EL PUENTE MÁS GRANDE DEL MUNDO

Yo soy el camino. . . . Nadie llega al Padre sino por mí. Juan 14:6

El verano pasado viajamos a través del magnífico Puente Mackinac, que une las penínsulas superior e inferior de Michigan. ¡Qué puente! Se necesitaron cuatro años, $100 millones, y varias vidas para construir ese puente que tiene ocho kilómetros de longitud con sus aproximaciones. En su construcción se usaron 67,200 kilómetros de cable. Este tiene que ser uno de los puentes más grandes del mundo.

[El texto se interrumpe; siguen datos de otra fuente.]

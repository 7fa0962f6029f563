use displaydoc::Display;
use serde::Serialize;
use thiserror::Error;

use crate::{
    category::Category,
    categorizer::Assignment,
    config::ColumnLayout,
    statement::Row,
};

#[derive(Error, Debug, Display)]
pub enum Error {
    /// amount {0:?} is not a number
    MalformedAmount(String),
    /// row has {len} columns, amount column is {index}
    RowTooShort { len: usize, index: usize },
}

/// One assigned row with its parsed amount
#[derive(Debug, Clone, Serialize)]
pub struct Expense {
    pub row: Row,
    pub amount: f64,
}

/// One category's share of the statement: its rows and their summed amount
#[derive(Debug, Clone, Serialize)]
pub struct Breakdown {
    pub category: Category,
    pub expenses: Vec<Expense>,
    pub subtotal: f64,
}

/// Sum the amount column per category, in category load order
///
/// A category with no rows keeps a zero subtotal and stays in the result.
/// A malformed amount aborts the run.
pub fn aggregate(assignment: &Assignment, layout: &ColumnLayout) -> Result<Vec<Breakdown>, Error> {
    assignment
        .assigned
        .iter()
        .map(|entry| {
            let expenses = entry
                .rows
                .iter()
                .map(|row| {
                    Ok(Expense {
                        row: row.clone(),
                        amount: parse_amount(row, layout)?,
                    })
                })
                .collect::<Result<Vec<_>, Error>>()?;
            let subtotal = expenses.iter().map(|expense| expense.amount).sum();
            Ok(Breakdown {
                category: entry.category.clone(),
                expenses,
                subtotal,
            })
        })
        .collect()
}

fn parse_amount(row: &Row, layout: &ColumnLayout) -> Result<f64, Error> {
    let text = row.column(layout.amount).ok_or(Error::RowTooShort {
        len: row.columns.len(),
        index: layout.amount,
    })?;
    text.trim()
        .parse()
        .map_err(|_| Error::MalformedAmount(text.to_string()))
}
use std::{
    fs::File,
    io::{BufReader, Cursor, Read},
    path::Path,
};

use displaydoc::Display;
use serde::{Deserialize, Serialize};
use thiserror::Error;

use crate::{categorizer::MatchPolicy, report::SubtotalPolicy};

#[derive(Error, Debug, Display)]
pub enum Error {
    /// io: {0}
    Io(#[from] std::io::Error),
    /// serde_yaml: {0}
    SerdeYaml(#[from] serde_yaml::Error),
}

/// Zero-based indices of the semantic columns in the input statement
#[derive(Debug, Clone, Copy, Deserialize, Serialize)]
#[serde(deny_unknown_fields, default)]
pub struct ColumnLayout {
    /// Amount column
    pub amount: usize,
    /// Description column
    pub description: usize,
    /// Date column
    pub date: usize,
}

impl Default for ColumnLayout {
    fn default() -> Self {
        Self {
            amount: 4,
            description: 6,
            date: 1,
        }
    }
}

impl ColumnLayout {
    /// Smallest row length that holds every semantic column
    pub fn min_columns(&self) -> usize {
        self.amount.max(self.description).max(self.date) + 1
    }
}

/// Settings for one categorization run
#[derive(Debug, Clone, Deserialize, Serialize)]
#[serde(deny_unknown_fields, default)]
pub struct RunConfig {
    /// Where the semantic columns live in the input
    pub columns: ColumnLayout,
    /// Whether a row may land in several categories
    pub match_policy: MatchPolicy,
    /// How subtotals are rendered in the report
    pub subtotal_policy: SubtotalPolicy,
    /// Suffix appended to the input file stem to derive the output path
    pub output_suffix: String,
}

impl Default for RunConfig {
    fn default() -> Self {
        Self {
            columns: ColumnLayout::default(),
            match_policy: MatchPolicy::default(),
            subtotal_policy: SubtotalPolicy::default(),
            output_suffix: "_out".to_string(),
        }
    }
}

impl RunConfig {
    /// Create a new run config from a yaml file
    pub fn from_yaml_file<P: AsRef<Path>>(path: P) -> Result<Self, Error> {
        Self::from_reader(File::open(path)?)
    }

    /// Create a new run config from a yaml buffer
    pub fn from_yaml_buffer<B: AsRef<[u8]>>(buffer: B) -> Result<Self, Error> {
        Self::from_reader(Cursor::new(buffer))
    }

    /// Create a new run config from a reader
    pub fn from_reader<R: Read>(reader: R) -> Result<Self, Error> {
        let reader = BufReader::new(reader);
        Ok(serde_yaml::from_reader::<_, Self>(reader)?)
    }
}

Pero no el más grande; esa distinción la reclama Jesús para él. Él se extiende sobre una brecha mucho más grande que ocho kilómetros, la brecha entre un Dios santo y el humano pecador. Este abismo ha existido siempre, desde que el pecado entró en el mundo, abriendo sus fauces delante de los pecadores como algo que ellos no podían cubrir con sus propios esfuerzos, aunque lo intentaran. Solo Dios podía ser el constructor del puente, porque solo él tenía la capacidad y el material necesarios. Se necesitaron más que $100 millones y kilómetros de alambre y cable para erigir el puente entre la tierra y el cielo. Dios usó la sangre de su propio Hijo. Jesús tenía morir para terminar el Puente al cielo.

Los puentes terrenales tienen una manera de desmoronarse hasta convertirse en polvo. Pero no este puente; Jesús permanece hasta el fin del tiempo, como el único camino al padre. Si usted lo desea, puede alquilar un barco para atravesar el estrecho Mackinac, o puede conducir por centenares de kilómetros alrededor de él. Pero no hay sustituto para el puente de Dios al cielo. “Nadie vine al padre sino por mí”, dijo Jesús. Para poder llegar a las costas del cielo, tengo que viajar por Jesús como el camino.

Oración:

Misericordioso Señor, te pido que me muestres el camino al cielo; que me sostengas en la fe en Jesús como único camino. Amén.